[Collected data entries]
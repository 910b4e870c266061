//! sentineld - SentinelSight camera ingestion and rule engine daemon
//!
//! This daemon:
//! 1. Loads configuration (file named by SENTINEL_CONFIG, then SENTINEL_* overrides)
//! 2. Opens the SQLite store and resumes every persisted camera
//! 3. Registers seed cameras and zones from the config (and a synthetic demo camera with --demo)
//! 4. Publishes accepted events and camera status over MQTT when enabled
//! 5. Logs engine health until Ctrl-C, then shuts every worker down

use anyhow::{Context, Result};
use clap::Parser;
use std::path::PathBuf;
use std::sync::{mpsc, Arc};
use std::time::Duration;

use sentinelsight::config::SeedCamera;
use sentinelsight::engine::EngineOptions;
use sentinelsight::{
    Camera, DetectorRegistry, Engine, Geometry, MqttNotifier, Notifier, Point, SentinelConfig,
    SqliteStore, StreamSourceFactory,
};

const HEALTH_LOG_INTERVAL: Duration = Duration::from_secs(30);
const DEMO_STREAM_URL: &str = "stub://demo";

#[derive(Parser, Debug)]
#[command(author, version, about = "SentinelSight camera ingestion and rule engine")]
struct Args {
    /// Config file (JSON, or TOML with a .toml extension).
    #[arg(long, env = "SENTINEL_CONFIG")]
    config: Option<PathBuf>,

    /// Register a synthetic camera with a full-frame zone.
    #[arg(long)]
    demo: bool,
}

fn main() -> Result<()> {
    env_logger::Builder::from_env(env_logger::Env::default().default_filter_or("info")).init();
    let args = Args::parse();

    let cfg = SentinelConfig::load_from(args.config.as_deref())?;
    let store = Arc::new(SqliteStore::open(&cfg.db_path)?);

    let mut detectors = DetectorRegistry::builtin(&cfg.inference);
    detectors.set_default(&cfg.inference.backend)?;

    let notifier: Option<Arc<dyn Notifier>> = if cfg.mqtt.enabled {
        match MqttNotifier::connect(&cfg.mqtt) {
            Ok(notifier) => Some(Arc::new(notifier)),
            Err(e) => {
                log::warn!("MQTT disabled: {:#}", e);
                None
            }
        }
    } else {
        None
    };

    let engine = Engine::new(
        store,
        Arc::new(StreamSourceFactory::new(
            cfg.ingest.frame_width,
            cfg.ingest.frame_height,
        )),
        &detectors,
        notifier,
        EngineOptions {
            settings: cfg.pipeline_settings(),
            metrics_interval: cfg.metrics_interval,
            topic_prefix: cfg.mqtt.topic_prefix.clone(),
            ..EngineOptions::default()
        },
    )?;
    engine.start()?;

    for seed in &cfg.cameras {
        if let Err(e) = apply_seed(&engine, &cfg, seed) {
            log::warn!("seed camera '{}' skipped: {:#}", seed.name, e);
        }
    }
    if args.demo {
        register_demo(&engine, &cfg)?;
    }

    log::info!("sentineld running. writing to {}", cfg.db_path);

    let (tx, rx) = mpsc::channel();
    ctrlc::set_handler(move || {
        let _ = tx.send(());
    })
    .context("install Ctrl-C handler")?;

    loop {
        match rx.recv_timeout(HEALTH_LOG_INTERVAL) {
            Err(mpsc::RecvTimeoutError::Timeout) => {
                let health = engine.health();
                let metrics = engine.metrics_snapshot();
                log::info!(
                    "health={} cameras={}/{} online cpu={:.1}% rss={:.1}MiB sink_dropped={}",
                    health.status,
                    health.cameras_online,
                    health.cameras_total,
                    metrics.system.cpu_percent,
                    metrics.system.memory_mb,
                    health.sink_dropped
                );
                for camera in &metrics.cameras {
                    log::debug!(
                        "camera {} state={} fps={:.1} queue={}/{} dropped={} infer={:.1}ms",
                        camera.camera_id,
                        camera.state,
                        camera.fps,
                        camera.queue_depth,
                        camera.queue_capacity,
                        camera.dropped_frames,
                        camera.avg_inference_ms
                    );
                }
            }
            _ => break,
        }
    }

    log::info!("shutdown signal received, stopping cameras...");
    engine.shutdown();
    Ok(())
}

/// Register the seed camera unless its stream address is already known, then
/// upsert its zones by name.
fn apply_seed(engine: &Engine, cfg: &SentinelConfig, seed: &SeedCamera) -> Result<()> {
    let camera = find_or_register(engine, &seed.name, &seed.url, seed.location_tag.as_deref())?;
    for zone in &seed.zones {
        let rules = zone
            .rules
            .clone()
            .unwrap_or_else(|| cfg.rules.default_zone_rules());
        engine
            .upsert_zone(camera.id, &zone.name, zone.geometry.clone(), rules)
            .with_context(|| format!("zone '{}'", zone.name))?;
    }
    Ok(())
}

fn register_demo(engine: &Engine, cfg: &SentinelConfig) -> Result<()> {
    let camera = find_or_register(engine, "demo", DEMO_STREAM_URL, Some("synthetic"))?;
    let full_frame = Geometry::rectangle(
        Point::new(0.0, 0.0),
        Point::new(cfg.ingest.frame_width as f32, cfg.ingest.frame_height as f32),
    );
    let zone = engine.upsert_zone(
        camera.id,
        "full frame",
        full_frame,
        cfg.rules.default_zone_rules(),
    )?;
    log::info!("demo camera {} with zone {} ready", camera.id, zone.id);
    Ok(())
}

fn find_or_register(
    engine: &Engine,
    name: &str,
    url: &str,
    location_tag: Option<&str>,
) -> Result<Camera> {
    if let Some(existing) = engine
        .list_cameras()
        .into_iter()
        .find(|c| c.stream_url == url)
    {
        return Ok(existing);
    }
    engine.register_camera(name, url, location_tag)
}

==

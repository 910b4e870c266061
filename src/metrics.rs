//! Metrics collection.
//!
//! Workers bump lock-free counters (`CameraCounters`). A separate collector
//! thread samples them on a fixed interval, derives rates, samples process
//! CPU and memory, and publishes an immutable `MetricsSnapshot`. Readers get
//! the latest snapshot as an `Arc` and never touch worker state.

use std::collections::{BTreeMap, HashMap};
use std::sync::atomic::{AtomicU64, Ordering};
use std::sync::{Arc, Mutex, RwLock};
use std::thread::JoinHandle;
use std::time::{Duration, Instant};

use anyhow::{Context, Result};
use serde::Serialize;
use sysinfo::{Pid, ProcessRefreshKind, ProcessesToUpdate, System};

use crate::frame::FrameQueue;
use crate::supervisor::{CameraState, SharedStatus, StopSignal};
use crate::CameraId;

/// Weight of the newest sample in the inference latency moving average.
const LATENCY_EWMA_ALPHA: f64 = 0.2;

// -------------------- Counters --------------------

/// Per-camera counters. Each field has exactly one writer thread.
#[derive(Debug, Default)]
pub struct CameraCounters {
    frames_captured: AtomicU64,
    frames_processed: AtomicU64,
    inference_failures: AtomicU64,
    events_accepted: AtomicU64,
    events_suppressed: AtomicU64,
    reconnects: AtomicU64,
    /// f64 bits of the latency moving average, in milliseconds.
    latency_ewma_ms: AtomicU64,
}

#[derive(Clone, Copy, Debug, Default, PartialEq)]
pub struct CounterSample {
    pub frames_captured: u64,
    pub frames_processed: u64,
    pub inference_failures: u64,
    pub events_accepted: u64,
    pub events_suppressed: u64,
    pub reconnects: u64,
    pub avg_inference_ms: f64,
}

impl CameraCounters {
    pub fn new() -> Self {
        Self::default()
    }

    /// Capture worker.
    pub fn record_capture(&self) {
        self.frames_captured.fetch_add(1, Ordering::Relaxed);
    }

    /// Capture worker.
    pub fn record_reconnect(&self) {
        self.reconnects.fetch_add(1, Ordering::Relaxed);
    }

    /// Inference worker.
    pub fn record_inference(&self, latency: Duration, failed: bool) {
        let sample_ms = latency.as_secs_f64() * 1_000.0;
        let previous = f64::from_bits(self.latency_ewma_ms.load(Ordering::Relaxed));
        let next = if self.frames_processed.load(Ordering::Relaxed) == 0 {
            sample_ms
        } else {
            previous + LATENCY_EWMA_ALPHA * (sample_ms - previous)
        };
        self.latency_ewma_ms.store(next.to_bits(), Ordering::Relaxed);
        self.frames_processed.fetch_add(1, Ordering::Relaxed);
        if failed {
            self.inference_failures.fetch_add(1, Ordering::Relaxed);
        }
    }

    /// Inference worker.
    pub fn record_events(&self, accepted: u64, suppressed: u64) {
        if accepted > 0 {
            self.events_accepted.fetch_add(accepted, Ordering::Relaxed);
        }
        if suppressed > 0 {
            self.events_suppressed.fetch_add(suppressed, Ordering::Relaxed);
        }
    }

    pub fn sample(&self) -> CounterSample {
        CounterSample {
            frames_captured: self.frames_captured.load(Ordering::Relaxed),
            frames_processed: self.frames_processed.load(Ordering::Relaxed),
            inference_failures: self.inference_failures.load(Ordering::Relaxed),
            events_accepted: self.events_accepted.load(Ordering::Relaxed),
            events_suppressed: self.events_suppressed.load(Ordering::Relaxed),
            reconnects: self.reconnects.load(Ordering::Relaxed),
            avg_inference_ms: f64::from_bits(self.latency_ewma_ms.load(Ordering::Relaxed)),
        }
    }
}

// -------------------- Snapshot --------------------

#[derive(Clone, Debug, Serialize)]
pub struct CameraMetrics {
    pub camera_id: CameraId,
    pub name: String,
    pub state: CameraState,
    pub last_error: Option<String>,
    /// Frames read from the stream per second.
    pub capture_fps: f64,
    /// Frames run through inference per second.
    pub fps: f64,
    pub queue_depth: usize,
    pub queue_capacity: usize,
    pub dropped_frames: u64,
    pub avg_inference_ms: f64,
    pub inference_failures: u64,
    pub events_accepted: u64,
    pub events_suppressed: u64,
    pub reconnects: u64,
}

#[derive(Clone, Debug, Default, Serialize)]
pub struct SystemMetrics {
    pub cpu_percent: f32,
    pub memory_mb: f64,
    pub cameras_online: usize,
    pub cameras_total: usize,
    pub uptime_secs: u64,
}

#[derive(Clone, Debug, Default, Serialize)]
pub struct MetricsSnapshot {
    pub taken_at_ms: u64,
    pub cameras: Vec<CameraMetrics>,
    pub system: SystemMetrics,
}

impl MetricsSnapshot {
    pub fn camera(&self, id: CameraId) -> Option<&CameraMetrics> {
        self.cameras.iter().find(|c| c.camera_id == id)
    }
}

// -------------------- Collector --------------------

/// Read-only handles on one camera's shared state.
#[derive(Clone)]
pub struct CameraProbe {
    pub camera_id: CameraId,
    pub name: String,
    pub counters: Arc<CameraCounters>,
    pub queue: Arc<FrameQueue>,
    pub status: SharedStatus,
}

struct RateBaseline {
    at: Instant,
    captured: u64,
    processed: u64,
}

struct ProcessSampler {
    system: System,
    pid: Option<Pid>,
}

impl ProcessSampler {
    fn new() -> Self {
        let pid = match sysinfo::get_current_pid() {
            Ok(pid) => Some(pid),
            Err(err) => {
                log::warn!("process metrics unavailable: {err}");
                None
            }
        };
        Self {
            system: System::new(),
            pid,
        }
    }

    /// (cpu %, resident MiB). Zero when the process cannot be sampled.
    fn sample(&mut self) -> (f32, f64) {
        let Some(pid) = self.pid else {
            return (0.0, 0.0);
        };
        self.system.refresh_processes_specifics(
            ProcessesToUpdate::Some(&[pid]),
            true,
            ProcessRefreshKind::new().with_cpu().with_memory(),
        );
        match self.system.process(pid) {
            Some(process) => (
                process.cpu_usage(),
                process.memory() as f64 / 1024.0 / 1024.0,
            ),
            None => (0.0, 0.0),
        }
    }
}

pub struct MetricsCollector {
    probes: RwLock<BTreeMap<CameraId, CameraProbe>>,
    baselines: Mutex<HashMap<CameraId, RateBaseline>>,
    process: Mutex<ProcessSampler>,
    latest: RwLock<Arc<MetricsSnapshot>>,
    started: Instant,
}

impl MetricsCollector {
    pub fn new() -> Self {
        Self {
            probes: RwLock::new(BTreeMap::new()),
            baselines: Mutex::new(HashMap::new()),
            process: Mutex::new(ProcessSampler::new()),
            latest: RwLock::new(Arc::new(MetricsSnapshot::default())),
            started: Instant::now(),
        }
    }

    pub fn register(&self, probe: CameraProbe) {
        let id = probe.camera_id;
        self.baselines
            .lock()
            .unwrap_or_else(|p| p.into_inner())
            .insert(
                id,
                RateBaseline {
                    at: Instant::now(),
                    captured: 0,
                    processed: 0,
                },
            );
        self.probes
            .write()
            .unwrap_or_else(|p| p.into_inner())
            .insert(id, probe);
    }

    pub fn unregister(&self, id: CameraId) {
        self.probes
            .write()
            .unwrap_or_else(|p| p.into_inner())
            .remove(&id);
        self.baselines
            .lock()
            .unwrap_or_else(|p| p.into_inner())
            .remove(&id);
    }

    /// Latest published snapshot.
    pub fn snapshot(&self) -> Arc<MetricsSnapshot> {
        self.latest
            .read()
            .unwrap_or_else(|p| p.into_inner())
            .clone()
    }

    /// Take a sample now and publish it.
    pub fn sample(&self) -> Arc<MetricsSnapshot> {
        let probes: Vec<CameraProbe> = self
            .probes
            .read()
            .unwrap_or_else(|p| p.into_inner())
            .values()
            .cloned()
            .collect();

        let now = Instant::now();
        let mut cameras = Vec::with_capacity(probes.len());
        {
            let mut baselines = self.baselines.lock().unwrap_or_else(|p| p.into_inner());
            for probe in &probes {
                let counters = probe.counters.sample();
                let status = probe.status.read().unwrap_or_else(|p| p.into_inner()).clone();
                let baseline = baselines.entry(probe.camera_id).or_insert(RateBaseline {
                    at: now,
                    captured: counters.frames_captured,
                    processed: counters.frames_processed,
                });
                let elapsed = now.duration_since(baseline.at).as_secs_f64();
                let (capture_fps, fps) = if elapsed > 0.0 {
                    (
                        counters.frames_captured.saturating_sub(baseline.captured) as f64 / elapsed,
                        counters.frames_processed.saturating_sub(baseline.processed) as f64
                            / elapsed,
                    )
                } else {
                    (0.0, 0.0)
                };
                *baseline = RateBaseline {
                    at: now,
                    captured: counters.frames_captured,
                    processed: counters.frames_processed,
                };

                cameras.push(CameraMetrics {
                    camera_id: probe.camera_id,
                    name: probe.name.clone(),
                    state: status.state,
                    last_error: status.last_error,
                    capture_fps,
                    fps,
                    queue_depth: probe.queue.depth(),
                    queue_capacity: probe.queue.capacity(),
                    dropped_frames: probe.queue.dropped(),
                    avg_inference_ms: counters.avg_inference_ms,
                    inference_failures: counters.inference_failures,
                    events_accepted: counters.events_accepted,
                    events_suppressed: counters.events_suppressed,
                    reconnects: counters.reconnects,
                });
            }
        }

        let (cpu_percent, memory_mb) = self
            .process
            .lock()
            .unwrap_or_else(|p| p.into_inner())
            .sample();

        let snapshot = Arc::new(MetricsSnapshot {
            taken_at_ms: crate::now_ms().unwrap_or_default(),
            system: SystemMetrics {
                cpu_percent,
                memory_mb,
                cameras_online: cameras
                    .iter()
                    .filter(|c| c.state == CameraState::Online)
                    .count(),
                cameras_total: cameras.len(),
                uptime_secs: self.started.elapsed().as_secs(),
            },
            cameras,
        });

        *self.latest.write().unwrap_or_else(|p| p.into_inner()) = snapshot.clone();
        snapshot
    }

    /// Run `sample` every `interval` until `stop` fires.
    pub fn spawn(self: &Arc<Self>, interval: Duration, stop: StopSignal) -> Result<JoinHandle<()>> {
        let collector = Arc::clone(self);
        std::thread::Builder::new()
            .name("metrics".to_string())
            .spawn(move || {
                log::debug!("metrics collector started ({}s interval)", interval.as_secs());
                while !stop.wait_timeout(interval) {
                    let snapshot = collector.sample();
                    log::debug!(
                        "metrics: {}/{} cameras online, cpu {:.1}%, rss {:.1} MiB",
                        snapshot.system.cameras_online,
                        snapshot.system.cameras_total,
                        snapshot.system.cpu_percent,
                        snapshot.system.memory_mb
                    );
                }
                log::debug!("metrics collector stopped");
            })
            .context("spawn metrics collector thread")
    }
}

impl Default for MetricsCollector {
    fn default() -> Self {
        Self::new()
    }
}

_How to complete this task_
If a line of the records includes the string "reconnects", copy it out.

_The answer_
    reconnects: AtomicU64,
    pub reconnects: u64,
        self.reconnects.fetch_add(1, Ordering::Relaxed);
            reconnects: self.reconnects.load(Ordering::Relaxed),
    pub reconnects: u64,
                    reconnects: counters.reconnects,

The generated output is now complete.